(Stored data)
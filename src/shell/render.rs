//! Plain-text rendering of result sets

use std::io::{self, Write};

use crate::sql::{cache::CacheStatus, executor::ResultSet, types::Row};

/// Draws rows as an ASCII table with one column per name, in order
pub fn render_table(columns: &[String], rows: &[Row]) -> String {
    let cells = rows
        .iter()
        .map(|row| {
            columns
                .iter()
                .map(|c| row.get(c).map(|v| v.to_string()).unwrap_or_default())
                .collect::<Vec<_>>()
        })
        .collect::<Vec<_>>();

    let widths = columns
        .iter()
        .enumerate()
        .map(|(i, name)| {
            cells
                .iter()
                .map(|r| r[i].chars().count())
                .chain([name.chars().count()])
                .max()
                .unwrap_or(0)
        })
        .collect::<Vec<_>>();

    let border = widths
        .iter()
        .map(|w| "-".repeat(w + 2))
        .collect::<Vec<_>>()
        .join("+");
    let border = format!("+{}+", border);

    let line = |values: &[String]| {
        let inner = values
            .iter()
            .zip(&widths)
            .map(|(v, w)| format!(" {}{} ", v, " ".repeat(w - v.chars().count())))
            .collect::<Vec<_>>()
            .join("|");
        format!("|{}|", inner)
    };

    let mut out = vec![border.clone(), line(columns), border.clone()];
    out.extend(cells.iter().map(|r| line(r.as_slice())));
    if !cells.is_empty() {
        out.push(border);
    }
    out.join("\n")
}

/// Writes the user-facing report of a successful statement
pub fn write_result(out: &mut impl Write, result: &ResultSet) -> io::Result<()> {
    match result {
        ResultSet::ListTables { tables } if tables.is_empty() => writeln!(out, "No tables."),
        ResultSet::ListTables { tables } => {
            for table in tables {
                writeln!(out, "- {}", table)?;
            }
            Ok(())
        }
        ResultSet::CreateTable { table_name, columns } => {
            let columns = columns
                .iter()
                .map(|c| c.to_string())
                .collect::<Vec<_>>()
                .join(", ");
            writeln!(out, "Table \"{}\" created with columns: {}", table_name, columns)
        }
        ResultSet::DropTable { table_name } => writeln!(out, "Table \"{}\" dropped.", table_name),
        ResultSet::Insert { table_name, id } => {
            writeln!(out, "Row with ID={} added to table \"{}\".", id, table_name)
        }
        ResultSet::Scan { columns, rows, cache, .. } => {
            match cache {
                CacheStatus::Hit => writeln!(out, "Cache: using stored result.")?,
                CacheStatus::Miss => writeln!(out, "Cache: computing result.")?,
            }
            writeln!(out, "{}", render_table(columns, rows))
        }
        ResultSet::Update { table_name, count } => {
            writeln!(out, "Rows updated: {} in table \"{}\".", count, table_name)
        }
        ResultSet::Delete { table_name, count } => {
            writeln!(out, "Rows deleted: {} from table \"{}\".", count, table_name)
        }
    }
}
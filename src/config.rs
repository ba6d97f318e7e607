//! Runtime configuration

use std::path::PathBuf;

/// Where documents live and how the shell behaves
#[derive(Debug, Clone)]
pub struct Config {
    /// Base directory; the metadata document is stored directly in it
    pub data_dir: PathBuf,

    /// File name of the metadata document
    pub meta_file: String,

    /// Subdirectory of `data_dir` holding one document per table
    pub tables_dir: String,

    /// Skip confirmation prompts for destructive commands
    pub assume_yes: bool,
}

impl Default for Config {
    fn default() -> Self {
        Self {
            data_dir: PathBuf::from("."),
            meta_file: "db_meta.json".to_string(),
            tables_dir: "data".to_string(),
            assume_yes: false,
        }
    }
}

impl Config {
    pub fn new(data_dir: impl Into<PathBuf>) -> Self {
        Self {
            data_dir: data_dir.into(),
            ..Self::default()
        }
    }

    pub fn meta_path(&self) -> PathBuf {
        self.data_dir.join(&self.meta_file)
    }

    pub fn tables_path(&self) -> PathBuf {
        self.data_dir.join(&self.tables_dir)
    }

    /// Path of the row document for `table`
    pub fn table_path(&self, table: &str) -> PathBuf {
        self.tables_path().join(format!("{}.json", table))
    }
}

(Your instructions)
Print, without alteration, only the lines above between the one holding "let border = widths" and the one holding "for table in", inclusive.

(Written answer)
    let border = widths
        .iter()
        .map(|w| "-".repeat(w + 2))
        .collect::<Vec<_>>()
        .join("+");
    let border = format!("+{}+", border);

    let line = |values: &[String]| {
        let inner = values
            .iter()
            .zip(&widths)
            .map(|(v, w)| format!(" {}{} ", v, " ".repeat(w - v.chars().count())))
            .collect::<Vec<_>>()
            .join("|");
        format!("|{}|", inner)
    };

    let mut out = vec![border.clone(), line(columns), border.clone()];
    out.extend(cells.iter().map(|r| line(r.as_slice())));
    if !cells.is_empty() {
        out.push(border);
    }
    out.join("\n")
}

/// Writes the user-facing report of a successful statement
pub fn write_result(out: &mut impl Write, result: &ResultSet) -> io::Result<()> {
    match result {
        ResultSet::ListTables { tables } if tables.is_empty() => writeln!(out, "No tables."),
        ResultSet::ListTables { tables } => {
            for table in tables {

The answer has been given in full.